I remember our early production deployments at Bestmile, back in 2016. There were three main software components at the time. The “core” component — holding the seed of Bestmile’s Fleet Orchestration Platform; our homemade API Gateway — holding the plumbing around the core; and finally, the Dashboard web front-end.
This early version of the platform was not serving thousands of customers. Yet, the deployment felt uncomfortable. I remember these deployments for two reasons:
We had to do it “after hours”, when our main customers had parked and shut down their autonomous shuttles, which put the deployment in the middle of the afterwork-beer time.
We had to plan it carefully, and manually deploy each component individually in the right order, making it difficult to actually drink the beer.

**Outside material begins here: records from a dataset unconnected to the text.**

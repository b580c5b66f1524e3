//! Connection attributes.
//!
//! A [`ConnAttrs`] value is cloned into every session when it is opened, so
//! later changes on the connector only affect sessions opened afterwards.

use std::collections::BTreeMap;
use std::fmt;
use std::sync::Arc;
use std::time::Duration;

use hdb_protocol::{Cesu8, Cesu8Transformer};
use hdb_types::ConvContext;

use crate::error::{Error, Result};
use crate::transport::{Dialer, TcpDialer};

/// Default transport deadline.
pub const DEFAULT_TIMEOUT: Duration = Duration::from_secs(300);
/// Default buffer size announced to the server.
pub const DEFAULT_BUFFER_SIZE: usize = 16_276;
/// Default number of rows per bulk package.
pub const DEFAULT_BULK_SIZE: usize = 10_000;
/// Default TCP keep-alive.
pub const DEFAULT_TCP_KEEPALIVE: Duration = Duration::from_secs(15);
/// Default rows per fetch.
pub const DEFAULT_FETCH_SIZE: usize = 128;
/// Default LOB chunk size in bytes.
pub const DEFAULT_LOB_CHUNK_SIZE: usize = 65_536;
/// Smallest accepted LOB chunk size.
pub const MIN_LOB_CHUNK_SIZE: usize = 128;
/// Largest accepted LOB chunk size.
pub const MAX_LOB_CHUNK_SIZE: usize = i32::MAX as usize;
/// Default data format version requested at connect.
pub const DEFAULT_DFV: i32 = 8;

/// Data format versions the client can speak.
pub const SUPPORTED_DFVS: [i32; 5] = [1, 4, 6, 7, 8];

/// Attributes of the sessions a connector opens.
#[derive(Clone)]
pub struct ConnAttrs {
    timeout: Option<Duration>,
    ping_interval: Option<Duration>,
    buffer_size: usize,
    bulk_size: usize,
    tcp_keepalive: Option<Duration>,
    #[cfg(feature = "tls")]
    tls: Option<Arc<hdb_tls::TlsConnector>>,
    default_schema: Option<String>,
    dialer: Arc<dyn Dialer>,
    application_name: String,
    session_variables: BTreeMap<String, String>,
    locale: String,
    fetch_size: usize,
    lob_chunk_size: usize,
    dfv: i32,
    cesu8: Arc<dyn Cesu8Transformer>,
    empty_date_as_null: bool,
    sql_trace: bool,
}

impl Default for ConnAttrs {
    fn default() -> Self {
        Self {
            timeout: Some(DEFAULT_TIMEOUT),
            ping_interval: None,
            buffer_size: DEFAULT_BUFFER_SIZE,
            bulk_size: DEFAULT_BULK_SIZE,
            tcp_keepalive: Some(DEFAULT_TCP_KEEPALIVE),
            #[cfg(feature = "tls")]
            tls: None,
            default_schema: None,
            dialer: Arc::new(TcpDialer),
            application_name: default_application_name(),
            session_variables: BTreeMap::new(),
            locale: default_locale(),
            fetch_size: DEFAULT_FETCH_SIZE,
            lob_chunk_size: DEFAULT_LOB_CHUNK_SIZE,
            dfv: DEFAULT_DFV,
            cesu8: Arc::new(Cesu8),
            empty_date_as_null: false,
            sql_trace: false,
        }
    }
}

impl fmt::Debug for ConnAttrs {
    fn fmt(&self, f: &mut fmt::Formatter<'_>) -> fmt::Result {
        let mut s = f.debug_struct("ConnAttrs");
        s.field("timeout", &self.timeout)
            .field("ping_interval", &self.ping_interval)
            .field("buffer_size", &self.buffer_size)
            .field("bulk_size", &self.bulk_size)
            .field("tcp_keepalive", &self.tcp_keepalive);
        #[cfg(feature = "tls")]
        s.field("tls", &self.tls.is_some());
        s.field("default_schema", &self.default_schema)
            .field("dialer", &self.dialer)
            .field("application_name", &self.application_name)
            .field("session_variables", &self.session_variables)
            .field("locale", &self.locale)
            .field("fetch_size", &self.fetch_size)
            .field("lob_chunk_size", &self.lob_chunk_size)
            .field("dfv", &self.dfv)
            .field("empty_date_as_null", &self.empty_date_as_null)
            .field("sql_trace", &self.sql_trace)
            .finish_non_exhaustive()
    }
}

/// Name of the running executable, sent as the client application name.
fn default_application_name() -> String {
    std::env::current_exe()
        .ok()
        .and_then(|path| path.file_stem().map(|s| s.to_string_lossy().into_owned()))
        .unwrap_or_default()
}

/// Locale from `LANG` without the encoding suffix, e.g. `en_US`.
fn default_locale() -> String {
    std::env::var("LANG")
        .map(|lang| locale_of(&lang).to_owned())
        .unwrap_or_default()
}

fn locale_of(lang: &str) -> &str {
    let end = lang.find(['.', '@']).unwrap_or(lang.len());
    &lang[..end]
}

impl ConnAttrs {
    /// Attributes with the documented defaults.
    #[must_use]
    pub fn new() -> Self {
        Self::default()
    }

    /// Transport deadline per read and write.
    #[must_use]
    pub fn timeout(&self) -> Option<Duration> {
        self.timeout
    }

    /// Set the transport deadline; `None` or zero disables it.
    pub fn set_timeout(&mut self, timeout: Option<Duration>) {
        self.timeout = timeout.filter(|t| !t.is_zero());
    }

    /// Interval of the idle health check.
    #[must_use]
    pub fn ping_interval(&self) -> Option<Duration> {
        self.ping_interval
    }

    /// Set the idle health check interval; `None` or zero disables it.
    pub fn set_ping_interval(&mut self, interval: Option<Duration>) {
        self.ping_interval = interval.filter(|t| !t.is_zero());
    }

    /// Buffer size announced in message headers.
    #[must_use]
    pub fn buffer_size(&self) -> usize {
        self.buffer_size
    }

    /// Set the announced buffer size.
    pub fn set_buffer_size(&mut self, size: usize) {
        self.buffer_size = size;
    }

    /// Rows per bulk package.
    #[must_use]
    pub fn bulk_size(&self) -> usize {
        self.bulk_size
    }

    /// Set the rows per bulk package.
    pub fn set_bulk_size(&mut self, size: usize) -> Result<()> {
        if size == 0 {
            return Err(Error::Config("bulk size must be greater than zero".into()));
        }
        self.bulk_size = size;
        Ok(())
    }

    /// TCP keep-alive.
    #[must_use]
    pub fn tcp_keepalive(&self) -> Option<Duration> {
        self.tcp_keepalive
    }

    /// Set the TCP keep-alive; `None` disables it.
    pub fn set_tcp_keepalive(&mut self, keepalive: Option<Duration>) {
        self.tcp_keepalive = keepalive;
    }

    /// TLS connector, if TLS is enabled.
    #[cfg(feature = "tls")]
    #[must_use]
    pub fn tls(&self) -> Option<&Arc<hdb_tls::TlsConnector>> {
        self.tls.as_ref()
    }

    /// Enable TLS with `config`; `None` disables it.
    #[cfg(feature = "tls")]
    pub fn set_tls(&mut self, config: Option<hdb_tls::TlsConfig>) -> Result<()> {
        self.tls = match config {
            Some(config) => Some(Arc::new(hdb_tls::TlsConnector::new(config)?)),
            None => None,
        };
        Ok(())
    }

    /// Schema set after authentication.
    #[must_use]
    pub fn default_schema(&self) -> Option<&str> {
        self.default_schema.as_deref()
    }

    /// Set the schema applied after authentication.
    pub fn set_default_schema(&mut self, schema: Option<String>) {
        self.default_schema = schema.filter(|s| !s.is_empty());
    }

    /// Dialer opening the byte stream.
    #[must_use]
    pub fn dialer(&self) -> &Arc<dyn Dialer> {
        &self.dialer
    }

    /// Replace the dialer.
    pub fn set_dialer(&mut self, dialer: Arc<dyn Dialer>) {
        self.dialer = dialer;
    }

    /// Application name sent in the client context.
    #[must_use]
    pub fn application_name(&self) -> &str {
        &self.application_name
    }

    /// Set the application name.
    pub fn set_application_name(&mut self, name: impl Into<String>) {
        self.application_name = name.into();
    }

    /// Session variables sent with the first statement.
    #[must_use]
    pub fn session_variables(&self) -> &BTreeMap<String, String> {
        &self.session_variables
    }

    /// Set the session variables.
    pub fn set_session_variables(&mut self, vars: BTreeMap<String, String>) {
        self.session_variables = vars;
    }

    /// Client locale.
    #[must_use]
    pub fn locale(&self) -> &str {
        &self.locale
    }

    /// Set the client locale.
    pub fn set_locale(&mut self, locale: impl Into<String>) {
        self.locale = locale.into();
    }

    /// Rows per fetch.
    #[must_use]
    pub fn fetch_size(&self) -> usize {
        self.fetch_size
    }

    /// Set the rows per fetch.
    pub fn set_fetch_size(&mut self, size: usize) -> Result<()> {
        if size == 0 {
            return Err(Error::Config("fetch size must be greater than zero".into()));
        }
        self.fetch_size = size;
        Ok(())
    }

    /// Bytes per LOB chunk.
    #[must_use]
    pub fn lob_chunk_size(&self) -> usize {
        self.lob_chunk_size
    }

    /// Set the LOB chunk size, clamped to the accepted range.
    pub fn set_lob_chunk_size(&mut self, size: usize) {
        self.lob_chunk_size = size.clamp(MIN_LOB_CHUNK_SIZE, MAX_LOB_CHUNK_SIZE);
    }

    /// Requested data format version.
    #[must_use]
    pub fn dfv(&self) -> i32 {
        self.dfv
    }

    /// Set the requested data format version.
    pub fn set_dfv(&mut self, dfv: i32) -> Result<()> {
        if !SUPPORTED_DFVS.contains(&dfv) {
            return Err(Error::Config(format!("unsupported data format version {dfv}")));
        }
        self.dfv = dfv;
        Ok(())
    }

    /// Replace the CESU-8 transformer.
    pub fn set_cesu8(&mut self, transformer: Arc<dyn Cesu8Transformer>) {
        self.cesu8 = transformer;
    }

    /// Whether the empty date surfaces as NULL.
    #[must_use]
    pub fn empty_date_as_null(&self) -> bool {
        self.empty_date_as_null
    }

    /// Surface the empty date as NULL.
    pub fn set_empty_date_as_null(&mut self, on: bool) {
        self.empty_date_as_null = on;
    }

    /// Whether SQL texts are traced.
    #[must_use]
    pub fn sql_trace(&self) -> bool {
        self.sql_trace
    }

    /// Trace SQL texts on the `hdb::sql` target.
    pub fn set_sql_trace(&mut self, on: bool) {
        self.sql_trace = on;
    }

    /// Converter context for a negotiated data format version.
    pub(crate) fn conv_context(&self, dfv: i32) -> ConvContext {
        ConvContext {
            dfv,
            empty_date_as_null: self.empty_date_as_null,
            cesu8: Arc::clone(&self.cesu8),
            lob_chunk_size: self.lob_chunk_size,
        }
    }
}

#[cfg(test)]
#[allow(clippy::unwrap_used)]
mod tests {
    use super::*;

    #[test]
    fn test_defaults() {
        let attrs = ConnAttrs::new();
        assert_eq!(attrs.timeout(), Some(Duration::from_secs(300)));
        assert_eq!(attrs.buffer_size(), 16_276);
        assert_eq!(attrs.bulk_size(), 10_000);
        assert_eq!(attrs.tcp_keepalive(), Some(Duration::from_secs(15)));
        assert_eq!(attrs.fetch_size(), 128);
        assert_eq!(attrs.lob_chunk_size(), 65_536);
        assert_eq!(attrs.dfv(), 8);
        assert!(attrs.ping_interval().is_none());
        assert!(attrs.default_schema().is_none());
    }

    #[test]
    fn test_size_validation() {
        let mut attrs = ConnAttrs::new();
        assert!(attrs.set_bulk_size(0).is_err());
        assert!(attrs.set_fetch_size(0).is_err());
        attrs.set_bulk_size(2).unwrap();
        assert_eq!(attrs.bulk_size(), 2);

        attrs.set_lob_chunk_size(1);
        assert_eq!(attrs.lob_chunk_size(), MIN_LOB_CHUNK_SIZE);
        attrs.set_lob_chunk_size(usize::MAX);
        assert_eq!(attrs.lob_chunk_size(), MAX_LOB_CHUNK_SIZE);
    }

    #[test]
    fn test_dfv_validation() {
        let mut attrs = ConnAttrs::new();
        assert!(attrs.set_dfv(3).is_err());
        attrs.set_dfv(1).unwrap();
        assert!(attrs.conv_context(attrs.dfv()).is_dfv1());
    }

    #[test]
    fn test_zero_durations_disable() {
        let mut attrs = ConnAttrs::new();
        attrs.set_timeout(Some(Duration::ZERO));
        attrs.set_ping_interval(Some(Duration::ZERO));
        assert!(attrs.timeout().is_none());
        assert!(attrs.ping_interval().is_none());
    }

    #[test]
    fn test_locale_of() {
        assert_eq!(locale_of("en_US.UTF-8"), "en_US");
        assert_eq!(locale_of("de_DE@euro"), "de_DE");
        assert_eq!(locale_of("C"), "C");
    }

    #[test]
    fn test_clone_is_independent() {
        let mut parent = ConnAttrs::new();
        let child = parent.clone();
        parent.set_fetch_size(7).unwrap();
        assert_eq!(child.fetch_size(), DEFAULT_FETCH_SIZE);
    }
}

These were the early days and since then, Bestmile’s platform grew beyond three components (30+ as of Q1 2020). While the complexity increased, Bestmile’s customers’ operations were growing in size and requirements:
Features — and bugs, sometimes — kept pouring in the product requirements.
Operations, driven by autonomous fleets and new business models that kept evolving and changing, brought new features.
New, bigger customers required more technical abilities and proofs, better performance, and shorter time to market.
Most importantly, there were soon to be no such things as “after hours” as businesses would run almost 24/7 around the world.
Continuous Development is one of those “non-functional” product requirements that are not visible, yet unavoidable to keep the platform running 24/7, while at the same time reducing the time for new features to come to life.